[Saved entries]
□ □ □ □ □ □ □

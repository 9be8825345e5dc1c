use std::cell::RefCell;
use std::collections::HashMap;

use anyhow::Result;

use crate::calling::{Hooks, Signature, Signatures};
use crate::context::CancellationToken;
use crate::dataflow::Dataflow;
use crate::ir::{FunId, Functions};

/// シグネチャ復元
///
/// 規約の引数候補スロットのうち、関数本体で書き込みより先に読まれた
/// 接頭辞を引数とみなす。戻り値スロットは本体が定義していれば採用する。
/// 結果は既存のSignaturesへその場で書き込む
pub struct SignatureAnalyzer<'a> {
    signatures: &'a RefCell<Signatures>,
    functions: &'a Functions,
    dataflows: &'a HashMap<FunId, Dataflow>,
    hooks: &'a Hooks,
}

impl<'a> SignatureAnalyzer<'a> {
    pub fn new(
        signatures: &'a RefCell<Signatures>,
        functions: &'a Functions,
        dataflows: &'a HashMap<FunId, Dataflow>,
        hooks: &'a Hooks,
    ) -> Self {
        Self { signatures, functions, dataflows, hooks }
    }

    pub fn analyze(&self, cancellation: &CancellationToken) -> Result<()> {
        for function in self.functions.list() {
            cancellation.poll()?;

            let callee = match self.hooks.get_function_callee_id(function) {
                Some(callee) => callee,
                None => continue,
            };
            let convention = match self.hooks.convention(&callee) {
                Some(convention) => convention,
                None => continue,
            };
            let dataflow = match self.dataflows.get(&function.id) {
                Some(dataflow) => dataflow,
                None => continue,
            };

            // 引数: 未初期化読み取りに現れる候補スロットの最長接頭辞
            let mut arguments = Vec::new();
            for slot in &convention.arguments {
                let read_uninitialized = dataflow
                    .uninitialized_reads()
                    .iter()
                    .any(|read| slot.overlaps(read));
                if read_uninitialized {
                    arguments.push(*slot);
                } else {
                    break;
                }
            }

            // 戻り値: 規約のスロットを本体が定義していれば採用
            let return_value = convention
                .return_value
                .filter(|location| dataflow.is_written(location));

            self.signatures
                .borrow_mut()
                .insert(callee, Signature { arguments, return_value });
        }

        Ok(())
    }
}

□ □ □ □ □ □ □

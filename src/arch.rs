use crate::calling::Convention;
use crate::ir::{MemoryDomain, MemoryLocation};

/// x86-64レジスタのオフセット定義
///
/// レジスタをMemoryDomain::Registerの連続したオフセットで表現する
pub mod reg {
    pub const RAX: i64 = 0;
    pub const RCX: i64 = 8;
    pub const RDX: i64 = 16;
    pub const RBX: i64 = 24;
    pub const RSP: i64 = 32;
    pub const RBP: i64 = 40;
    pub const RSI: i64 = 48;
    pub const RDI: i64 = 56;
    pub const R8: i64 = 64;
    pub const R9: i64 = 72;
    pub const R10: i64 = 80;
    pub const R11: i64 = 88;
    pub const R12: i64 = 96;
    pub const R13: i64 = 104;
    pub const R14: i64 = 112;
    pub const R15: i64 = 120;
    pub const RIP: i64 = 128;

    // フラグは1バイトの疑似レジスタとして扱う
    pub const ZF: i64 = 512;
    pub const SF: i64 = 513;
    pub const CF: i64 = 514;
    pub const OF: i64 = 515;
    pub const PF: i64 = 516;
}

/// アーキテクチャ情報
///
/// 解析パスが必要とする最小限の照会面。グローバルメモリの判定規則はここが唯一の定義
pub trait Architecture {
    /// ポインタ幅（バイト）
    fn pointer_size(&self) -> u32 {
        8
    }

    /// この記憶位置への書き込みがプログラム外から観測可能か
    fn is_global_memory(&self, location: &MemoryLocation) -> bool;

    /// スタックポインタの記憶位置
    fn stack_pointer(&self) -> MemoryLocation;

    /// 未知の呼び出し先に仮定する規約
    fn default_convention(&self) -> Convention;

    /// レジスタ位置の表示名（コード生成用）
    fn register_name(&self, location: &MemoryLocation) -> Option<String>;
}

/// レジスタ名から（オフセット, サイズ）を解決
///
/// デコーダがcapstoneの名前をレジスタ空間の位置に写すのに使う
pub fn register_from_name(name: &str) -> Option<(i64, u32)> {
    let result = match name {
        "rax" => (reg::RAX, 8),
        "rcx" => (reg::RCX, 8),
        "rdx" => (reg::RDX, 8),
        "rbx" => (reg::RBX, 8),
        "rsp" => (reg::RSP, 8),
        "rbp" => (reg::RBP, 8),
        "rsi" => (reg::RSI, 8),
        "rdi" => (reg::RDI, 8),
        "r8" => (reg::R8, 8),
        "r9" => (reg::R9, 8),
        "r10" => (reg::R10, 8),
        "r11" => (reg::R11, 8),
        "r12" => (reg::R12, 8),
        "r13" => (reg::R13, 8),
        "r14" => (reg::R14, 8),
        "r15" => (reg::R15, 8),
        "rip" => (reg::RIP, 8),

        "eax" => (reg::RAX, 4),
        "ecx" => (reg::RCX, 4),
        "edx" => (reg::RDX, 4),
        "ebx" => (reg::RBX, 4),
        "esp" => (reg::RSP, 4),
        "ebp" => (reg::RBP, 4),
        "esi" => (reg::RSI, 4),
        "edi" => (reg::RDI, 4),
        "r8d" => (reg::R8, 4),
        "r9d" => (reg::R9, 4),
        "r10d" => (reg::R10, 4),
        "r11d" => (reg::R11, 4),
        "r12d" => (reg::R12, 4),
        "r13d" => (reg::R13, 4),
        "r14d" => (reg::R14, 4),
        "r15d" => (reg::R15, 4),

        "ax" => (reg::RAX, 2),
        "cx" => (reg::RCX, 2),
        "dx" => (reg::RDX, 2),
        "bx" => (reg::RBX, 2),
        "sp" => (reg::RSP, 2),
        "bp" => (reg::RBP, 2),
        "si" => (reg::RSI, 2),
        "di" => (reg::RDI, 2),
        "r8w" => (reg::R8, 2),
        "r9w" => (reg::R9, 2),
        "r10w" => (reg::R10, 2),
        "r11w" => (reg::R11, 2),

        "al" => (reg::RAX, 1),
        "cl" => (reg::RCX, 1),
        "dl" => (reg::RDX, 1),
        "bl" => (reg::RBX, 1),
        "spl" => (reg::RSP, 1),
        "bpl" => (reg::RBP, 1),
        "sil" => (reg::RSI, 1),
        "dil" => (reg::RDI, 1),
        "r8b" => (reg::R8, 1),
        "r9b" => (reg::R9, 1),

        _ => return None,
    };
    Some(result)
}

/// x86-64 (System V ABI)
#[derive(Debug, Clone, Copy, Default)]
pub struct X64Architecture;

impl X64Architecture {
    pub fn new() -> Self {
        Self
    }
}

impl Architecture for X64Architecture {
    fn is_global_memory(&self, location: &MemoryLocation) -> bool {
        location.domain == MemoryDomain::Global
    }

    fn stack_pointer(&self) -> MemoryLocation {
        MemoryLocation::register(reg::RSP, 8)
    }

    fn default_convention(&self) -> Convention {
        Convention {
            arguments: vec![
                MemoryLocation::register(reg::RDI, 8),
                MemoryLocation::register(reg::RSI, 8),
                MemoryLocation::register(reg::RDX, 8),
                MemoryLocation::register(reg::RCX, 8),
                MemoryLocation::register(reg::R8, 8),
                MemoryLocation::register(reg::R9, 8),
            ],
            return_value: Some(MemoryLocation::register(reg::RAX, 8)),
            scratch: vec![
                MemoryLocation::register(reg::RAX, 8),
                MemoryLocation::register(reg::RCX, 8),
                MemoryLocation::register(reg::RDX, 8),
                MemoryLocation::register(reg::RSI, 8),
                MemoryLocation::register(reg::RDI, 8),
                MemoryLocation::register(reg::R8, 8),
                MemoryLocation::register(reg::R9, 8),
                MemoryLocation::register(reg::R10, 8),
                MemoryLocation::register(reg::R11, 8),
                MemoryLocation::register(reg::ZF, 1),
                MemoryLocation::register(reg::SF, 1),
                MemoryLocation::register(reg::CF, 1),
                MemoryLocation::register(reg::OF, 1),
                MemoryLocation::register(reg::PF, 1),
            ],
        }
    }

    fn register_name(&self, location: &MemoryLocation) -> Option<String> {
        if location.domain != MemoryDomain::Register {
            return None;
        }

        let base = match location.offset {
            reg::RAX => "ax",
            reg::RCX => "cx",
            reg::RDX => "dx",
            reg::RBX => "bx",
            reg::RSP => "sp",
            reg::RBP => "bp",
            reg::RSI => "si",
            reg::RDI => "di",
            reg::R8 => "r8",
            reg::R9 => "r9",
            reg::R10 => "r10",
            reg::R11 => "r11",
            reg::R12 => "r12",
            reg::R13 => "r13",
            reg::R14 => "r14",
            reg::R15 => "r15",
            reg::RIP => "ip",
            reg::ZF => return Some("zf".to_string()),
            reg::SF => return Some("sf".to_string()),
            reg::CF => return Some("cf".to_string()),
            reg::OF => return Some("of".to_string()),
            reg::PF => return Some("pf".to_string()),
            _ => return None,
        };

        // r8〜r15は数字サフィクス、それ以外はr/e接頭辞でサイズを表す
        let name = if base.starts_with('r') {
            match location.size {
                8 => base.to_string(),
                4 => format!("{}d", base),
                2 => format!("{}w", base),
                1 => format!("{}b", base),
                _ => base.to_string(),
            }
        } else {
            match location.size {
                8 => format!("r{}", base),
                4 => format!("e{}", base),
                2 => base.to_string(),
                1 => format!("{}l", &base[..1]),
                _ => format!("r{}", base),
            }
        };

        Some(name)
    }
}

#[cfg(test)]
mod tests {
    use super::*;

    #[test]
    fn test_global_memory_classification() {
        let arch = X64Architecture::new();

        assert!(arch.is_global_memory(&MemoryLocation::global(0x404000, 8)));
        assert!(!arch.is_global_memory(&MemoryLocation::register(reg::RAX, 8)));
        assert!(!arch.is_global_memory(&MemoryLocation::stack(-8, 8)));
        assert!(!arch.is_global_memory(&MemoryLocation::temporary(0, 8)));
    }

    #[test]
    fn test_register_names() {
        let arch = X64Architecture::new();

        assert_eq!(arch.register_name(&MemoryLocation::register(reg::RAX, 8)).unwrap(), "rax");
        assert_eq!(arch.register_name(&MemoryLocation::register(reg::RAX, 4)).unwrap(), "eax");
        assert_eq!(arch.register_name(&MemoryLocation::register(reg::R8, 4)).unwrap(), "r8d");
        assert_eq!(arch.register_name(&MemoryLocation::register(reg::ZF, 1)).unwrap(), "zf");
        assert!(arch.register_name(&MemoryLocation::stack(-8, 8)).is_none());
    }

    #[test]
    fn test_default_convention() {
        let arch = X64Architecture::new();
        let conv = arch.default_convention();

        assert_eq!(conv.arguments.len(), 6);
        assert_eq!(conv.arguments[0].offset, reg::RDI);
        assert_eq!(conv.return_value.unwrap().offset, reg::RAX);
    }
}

□ □ □ □ □ □ □

Return the span of lines in the data above that opens at the line with "repository 9be8825345e5dc1c" and closes at the line with "let convention = match", exactly, ends included, nothing else.

- _OUTPUT OF THE TASK_
repository 9be8825345e5dc1c
use std::cell::RefCell;
use std::collections::HashMap;

use anyhow::Result;

use crate::calling::{Hooks, Signature, Signatures};
use crate::context::CancellationToken;
use crate::dataflow::Dataflow;
use crate::ir::{FunId, Functions};

/// シグネチャ復元
///
/// 規約の引数候補スロットのうち、関数本体で書き込みより先に読まれた
/// 接頭辞を引数とみなす。戻り値スロットは本体が定義していれば採用する。
/// 結果は既存のSignaturesへその場で書き込む
pub struct SignatureAnalyzer<'a> {
    signatures: &'a RefCell<Signatures>,
    functions: &'a Functions,
    dataflows: &'a HashMap<FunId, Dataflow>,
    hooks: &'a Hooks,
}

impl<'a> SignatureAnalyzer<'a> {
    pub fn new(
        signatures: &'a RefCell<Signatures>,
        functions: &'a Functions,
        dataflows: &'a HashMap<FunId, Dataflow>,
        hooks: &'a Hooks,
    ) -> Self {
        Self { signatures, functions, dataflows, hooks }
    }

    pub fn analyze(&self, cancellation: &CancellationToken) -> Result<()> {
        for function in self.functions.list() {
            cancellation.poll()?;

            let callee = match self.hooks.get_function_callee_id(function) {
                Some(callee) => callee,
                None => continue,
            };
            let convention = match self.hooks.convention(&callee) {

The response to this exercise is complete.